Marketing, Harmony, and the Future of a Contradictory World
A few weeks ago, I came across a striking statistic: six billion people in the world have access to mobile phones, but only 4.5 billion have access to toilets.
It means there are more smartphones than toilets on our planet.
On the surface, this sounds like good news for the telecommunications industry — phone makers, service providers, and marketers like me. It signals thriving business, booming sales, and growing markets. But beneath that optimism lies a deep contradiction: technological progress that outpaces basic human dignity.
And that contradiction is at the heart of what I want to explore — the role of marketing in a world full of imbalance.
We Are All Marketers
Whether we realise it or not, everyone engages in marketing.
Every selfie we post, every outfit we choose, every restaurant we tag — it’s all part of personal branding. We present ourselves to the world through choices, images, and stories.
Marketers simply do this on a larger scale. They shape messages for brands and design campaigns to influence millions. But at its core, marketing is simply communication — an attempt to connect, persuade, and build identity.
Even in nature, marketing exists.
- A male peacock spreads his feathers to attract a mate — promoting his beauty as a product.
- A bear chooses the right river to fish in — selecting her ideal channel for maximum results.
From humans to animals, from social media to survival, marketing is a fundamental part of life.
Why Marketing Matters
In a world overflowing with choices, marketing helps people make sense of complexity.
Imagine walking into a supermarket without labels, brands, or packaging. How would you decide what to buy?
It would be chaos.
Marketing gives meaning. It helps us navigate products, communicate who we are, and connect with others who share our values.
Philip Kotler, often called the father of modern marketing, defined it as the process of creating value for customers and building relationships in return.
By that definition, marketing isn’t manipulation — it’s mutual exchange.
But somewhere along the way, things went wrong.
Where We Went Wrong
We began treating the planet’s resources as infinite.
We made growth the only compass worth following.
We convinced ourselves that the business of business is business, and any harm caused along the way — environmental damage, inequality, exploitation — could be written off as “negative externalities.”
This mindset created a toxic cocktail of marketing, capitalism, consumerism, and unchecked globalization.
We built a world that sells more but values less.
A world where the few benefit at the expense of the many.
A world where short-term profit trumps long-term purpose.
This is wrong. Not because marketing is inherently bad, but because it lost its moral compass.
The Search for Harmony: Armonia
To find answers, I looked back — far back — to where Western civilisation began: ancient Greece.
In Greek mythology, there was a goddess named Harmonia (or Armonia in Italian). She was the daughter of Ares, the god of war, and Aphrodite, the goddess of love.
From two opposites — aggression and affection — came the goddess of harmony, synthesis, and balance.
To me, Harmonia symbolises the solution we need today.

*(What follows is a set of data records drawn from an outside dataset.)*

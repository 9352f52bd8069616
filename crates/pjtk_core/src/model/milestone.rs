//! Milestone and per-project milestone records.
//!
//! # Responsibility
//! - Describe the milestone catalogue (core/custom/suggested).
//! - Describe the join record tracking a milestone on one project.
//!
//! # Invariants
//! - `ProjectMilestone::completed` is the only completion state; approval and
//!   sign-off are completions of the milestones labelled [`APPROVED_LABEL`] and
//!   [`SIGNOFF_LABEL`].
//! - A project holds at most one record per milestone.

use super::project::ProjectId;
use serde::{Deserialize, Serialize};

pub type MilestoneId = i64;
pub type ProjectMilestoneId = i64;

pub const APPROVED_LABEL: &str = "Approved";
pub const SIGNOFF_LABEL: &str = "Sign off";

/// Controls whether a milestone is assigned to new projects automatically.
#[derive(Debug, Clone, Copy, PartialEq, Eq, Hash, Serialize, Deserialize)]
#[serde(rename_all = "snake_case")]
pub enum MilestoneCategory {
    /// Assigned to every new project.
    Core,
    Custom,
    Suggested,
}

impl MilestoneCategory {
    pub fn as_str(self) -> &'static str {
        match self {
            Self::Core => "core",
            Self::Custom => "custom",
            Self::Suggested => "suggested",
        }
    }

    pub fn parse(value: &str) -> Option<Self> {
        match value.trim().to_ascii_lowercase().as_str() {
            "core" => Some(Self::Core),
            "custom" => Some(Self::Custom),
            "suggested" => Some(Self::Suggested),
            _ => None,
        }
    }
}

/// Catalogue entry shared by all projects.
#[derive(Debug, Clone, PartialEq, Eq, Serialize, Deserialize)]
pub struct Milestone {
    pub id: MilestoneId,
    pub label: String,
    pub label_abbrev: String,
    pub category: MilestoneCategory,
    pub order: i64,
    /// Fulfilled by uploading a report.
    pub report: bool,
    /// Only managers may change completion.
    pub protected: bool,
    /// Uploads propagate to sister projects.
    pub shared: bool,
}

/// Input for creating a catalogue entry.
#[derive(Debug, Clone, PartialEq, Eq, Serialize, Deserialize)]
pub struct NewMilestone {
    pub label: String,
    pub label_abbrev: String,
    pub category: MilestoneCategory,
    pub order: i64,
    pub report: bool,
    pub protected: bool,
    pub shared: bool,
}

impl NewMilestone {
    /// Custom, unshared, unprotected entry; the abbreviation defaults to the label.
    pub fn custom(label: impl Into<String>, report: bool) -> Self {
        let label = label.into();
        Self {
            label_abbrev: label.clone(),
            label,
            category: MilestoneCategory::Custom,
            order: 99,
            report,
            protected: false,
            shared: false,
        }
    }
}

/// One milestone as tracked on one project.
#[derive(Debug, Clone, PartialEq, Eq, Serialize, Deserialize)]
pub struct ProjectMilestone {
    pub id: ProjectMilestoneId,
    pub project_uuid: ProjectId,
    pub milestone: Milestone,
    pub required: bool,
    /// Unix epoch milliseconds.
    pub completed: Option<i64>,
}

impl ProjectMilestone {
    pub fn is_complete(&self) -> bool {
        self.completed.is_some()
    }
}

/// Milestone selection groups offered when editing reporting requirements.
#[derive(Debug, Clone, Copy, PartialEq, Eq, Serialize, Deserialize)]
#[serde(rename_all = "snake_case")]
pub enum RequirementGroup {
    /// Core report milestones.
    Core,
    /// Custom and suggested report milestones.
    Custom,
    /// Milestones that do not require a report.
    Milestones,
}

impl RequirementGroup {
    pub fn contains(self, milestone: &Milestone) -> bool {
        match self {
            Self::Core => milestone.report && milestone.category == MilestoneCategory::Core,
            Self::Custom => milestone.report && milestone.category != MilestoneCategory::Core,
            Self::Milestones => !milestone.report,
        }
    }
}

/// Title-cases a free-form label: first letter of each word upper, rest lower.
pub fn title_case(label: &str) -> String {
    label
        .split_whitespace()
        .map(|word| {
            let mut chars = word.chars();
            match chars.next() {
                Some(first) => first
                    .to_uppercase()
                    .chain(chars.flat_map(char::to_lowercase))
                    .collect::<String>(),
                None => String::new(),
            }
        })
        .collect::<Vec<_>>()
        .join(" ")
}

/// Catalogue installed by `pjtk init`.
pub fn default_milestones() -> Vec<NewMilestone> {
    let entry = |label: &str, abbrev: &str, order, report, protected, shared| NewMilestone {
        label: label.to_string(),
        label_abbrev: abbrev.to_string(),
        category: MilestoneCategory::Core,
        order,
        report,
        protected,
        shared,
    };
    vec![
        entry(APPROVED_LABEL, "Approved", 1, false, true, false),
        entry("Field Work Conducted", "Field Work", 2, false, false, false),
        entry("Data Scrubbed", "Scrubbed", 3, false, false, false),
        entry("Data Merged", "Merged", 4, false, false, false),
        entry(SIGNOFF_LABEL, "Sign off", 99, false, true, false),
        entry("Project Proposal", "Proposal", 10, true, false, false),
        entry("Proposal Presentation", "Prop Pres", 11, true, false, false),
        entry("Completion Report", "Completion Rep", 20, true, false, true),
        entry("Summary Report", "Summary Rep", 30, true, false, true),
    ]
}

#[cfg(test)]
mod tests {
    use super::*;

    #[test]
    fn title_case_normalizes_each_word() {
        assert_eq!(title_case("creel  SUMMARY report"), "Creel Summary Report");
    }

    #[test]
    fn requirement_groups_partition_by_report_and_category() {
        let mut milestone = NewMilestone::custom("x", true);
        let mut as_ms = Milestone {
            id: 1,
            label: milestone.label.clone(),
            label_abbrev: milestone.label_abbrev.clone(),
            category: milestone.category,
            order: milestone.order,
            report: milestone.report,
            protected: false,
            shared: false,
        };
        assert!(RequirementGroup::Custom.contains(&as_ms));
        assert!(!RequirementGroup::Core.contains(&as_ms));

        milestone.category = MilestoneCategory::Core;
        as_ms.category = milestone.category;
        assert!(RequirementGroup::Core.contains(&as_ms));

        as_ms.report = false;
        assert!(RequirementGroup::Milestones.contains(&as_ms));
        assert!(!RequirementGroup::Core.contains(&as_ms));
    }

    #[test]
    fn category_parse_is_case_insensitive() {
        assert_eq!(MilestoneCategory::parse("Core"), Some(MilestoneCategory::Core));
        assert_eq!(MilestoneCategory::parse("nope"), None);
    }
}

Our world, just like ancient Greece’s, is full of contradictions:
- Male and female
- Day and night
- Good and evil
- Logic and emotion
Civilisations prospered when they learned to reconcile opposites rather than eliminate them. That’s what Harmonia represents — and what modern society has forgotten.
The Modern Dilemma
For centuries, humanity has tried to simplify life by eliminating ambiguity. We’ve chosen efficiency over empathy, control over creativity, and predictability over paradox.
In doing so, we’ve lost our ability to hold contradictions together.
We’ve sacrificed harmony in pursuit of productivity.
But the 21st century doesn’t reward simplicity — it demands adaptability.
Our world is now defined by:
- Volatility
- Uncertainty
- Complexity
- Ambiguity
To thrive, we must learn again what the Greeks already knew:
wisdom lies in balancing contradictions, not destroying them.